Any book on OOP must explain inheritance, simply because it’s an important part of OOP in many languages. And since it’s so hard to explain and understand a large part of the book will be just about inheritance. This may lead to the false impression that OOP is just about inheritance.

Inheritance it’s not something you’d actually use that often. It is sometimes handy and can result in better code. But too much inheritance actually often causes many problems.

Some languages don’t even support inheritance of state. Google Go is one example. It still has inheritance of type, but a class can only inherit the type of an interface. It can’t inherit anything from other classes. That’s exactly where most of the problems come from.

Problems with type inheritance

Bad Inheritance

Often the type hierarchy is just plain wrong. And even if it works in a project it can often be unclear to some programmers. Is a square a special kind of a rectangle? One that has both sides of the same length? Or is a rectangle an extended version of the square because it can have two different side lengths? There’s no right answer, so it would be better to just have two separate types and one truly general interface for any shape and maybe one for polygons.

Inheritance is static

You inherit at compile-time, not at runtime. Method binding is dynamic but that doesn’t make your design more dynamic. Any alternative that allows to “inherit” something at runtime has a great advantage. It is dynamic and therefore more flexible.

Fragile Base Class Problem

Whenever you implement a method as non-final you take the risk that someone overrides it. That might be OK if you clearly specify everything about that method (i.e. with very precise javadoc). But your class becomes fragile because anyone could extend your class and override such methods ignoring your specifications.

To prevent this you could simply introduce some coding guidelines that can prevent such a problem. The main task of a compiler is to translate source code to machine code (i.e. byte code for the JVM). A modern compiler also checks some things like type safety, dead code and other things. But more complex analysis must be done by other tools (CheckStyle, SpotBugs,  PMD etc.). CheckStyle already knows a check named Design For Extension. It will “protect superclasses against being broken by subclasses“.

Complexity

You always inherit everything. With inheritance you can get types with many layers of implementation.
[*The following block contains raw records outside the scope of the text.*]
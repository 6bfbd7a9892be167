//! Database connection management

use sqlx::sqlite::{SqlitePool, SqlitePoolOptions};
use std::time::Duration;
use crate::utils::errors::StoryBotError;

pub type DatabasePool = SqlitePool;

#[derive(Debug, Clone)]
pub struct DatabaseConfig {
    pub url: String,
    pub max_connections: u32,
    pub min_connections: u32,
    pub acquire_timeout: Duration,
    pub idle_timeout: Option<Duration>,
    pub max_lifetime: Option<Duration>,
}

impl Default for DatabaseConfig {
    fn default() -> Self {
        Self {
            url: "sqlite://stories_bot.db?mode=rwc".to_string(),
            max_connections: 5,
            min_connections: 1,
            acquire_timeout: Duration::from_secs(30),
            idle_timeout: Some(Duration::from_secs(600)),
            max_lifetime: Some(Duration::from_secs(1800)),
        }
    }
}

impl DatabaseConfig {
    /// Private in-memory database.
    ///
    /// Every SQLite `:memory:` connection is its own database, so the pool is
    /// pinned to a single connection that never expires.
    pub fn in_memory() -> Self {
        Self {
            url: "sqlite::memory:".to_string(),
            max_connections: 1,
            min_connections: 1,
            acquire_timeout: Duration::from_secs(5),
            idle_timeout: None,
            max_lifetime: None,
        }
    }

    pub fn from_settings(settings: &crate::config::DatabaseConfig) -> Self {
        Self {
            url: settings.url.clone(),
            max_connections: settings.max_connections,
            min_connections: settings.min_connections,
            ..Self::default()
        }
    }
}

/// Create a new database connection pool
pub async fn create_pool(config: &DatabaseConfig) -> Result<DatabasePool, StoryBotError> {
    let pool = SqlitePoolOptions::new()
        .max_connections(config.max_connections)
        .min_connections(config.min_connections)
        .acquire_timeout(config.acquire_timeout)
        .idle_timeout(config.idle_timeout)
        .max_lifetime(config.max_lifetime)
        .connect(&config.url)
        .await?;

    // Test the connection
    sqlx::query("SELECT 1")
        .execute(&pool)
        .await?;

    tracing::info!(url = %config.url, "Database connection pool created successfully");
    Ok(pool)
}

/// Run database migrations
pub async fn run_migrations(pool: &DatabasePool) -> Result<(), StoryBotError> {
    tracing::info!("Running database migrations...");

    sqlx::migrate!("./migrations")
        .run(pool)
        .await?;

    tracing::info!("Database migrations completed successfully");
    Ok(())
}

/// Check database health
pub async fn health_check(pool: &DatabasePool) -> Result<(), StoryBotError> {
    sqlx::query("SELECT 1")
        .execute(pool)
        .await?;

    Ok(())
}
And that is hard to maintain. Changes on a base class may lead to unexpected results in all of it’s subclasses. Keeping all fields private and all implemented methods final helps, but this just adds more guidelines that need to be followed.

Diamond Problem

With multiple inheritance of state there is quite a risk of inheriting something twice. In Java there’s only single inheritance of state but you have multiple inheritance of type and behaviour. There’s no problem if a type (interface) is inherited twice (with the same generic type arguments). The compiler will tell you if inheritance of a default method is ambiguous. So all this isn’t really a problem but also adds to the complexity.

Alternatives

There are some things you should always consider first, so you can keep your code clean and robust.

Composition Over Inheritance

Instead of inheriting another type you can simply use it internally. There’s a Wikipedia article on this, the “Master and Student…” discussion in Head First Design Patterns explains this too, and then there’s Item 16 in Effective Java. You can read both on Google Books.

• Wikipedia > Composition over inheritance
• O’Reilly > Head First > Design Patterns > The Decorator Pattern
• Joshua Bloch > Effective Java > Item 16

Template Method Pattern

This pattern also helps with complex type structures. To have all methods final, abstract or empty you can define one public method in the base class and have it call abstract or empty methods. The subclasses then can implement those methods.

• Wikipedia > Template method pattern
• O’Reilly > Head First > Design Patterns > The Template Method Pattern

Static Methods

Non-static methods are always dynamic in Java. The runtime will chose the most specific method. You can simply prevent this by making the method final. It can’t be overridden. To prevent dynamic binding completely you can make it static.

If you ever used Swing then you probably know the class SwingUtilities. It’s “[a] collection of utility methods for Swing.” Such a class consists only of public static methods. Those methods usually accept parameters of very basic types (usually defined as interfaces). Other examples are Collections, Arrays, Files and other classes that have an “s” at the end.

Those methods could just as well be declared in the actual type but separation simply helps keeping a clear division of static and non-static methods. In Java 8 you can put static methods into interfaces.

However, you end up in lots of method calls like Foo.something(foo) instead of just foo.something().

Conclusion

Inheritance is hard to learn and fully understand. I recommend to use it as little as possible. But then how can you learn to use it properly? You will probably learn it every time you use inheritance over composition just to end up with a way too complex type hierarchy.

But there are good examples of inheritance. I think EnumSet is a proper use of inheritance. It’s abstract and the actual implementations are not public. One base class and two implementations. Nothing too complex. I just don’t understand why they didn’t create an interface so that we could implement our own EnumSets without the given base class. But then there’s already java.util.Set as an abstraction of the set data type.

With an interface, a base class and a few implementations you can have proper design based on inheritance without too much complexity. You can find an example of this in my project EnumBitSet.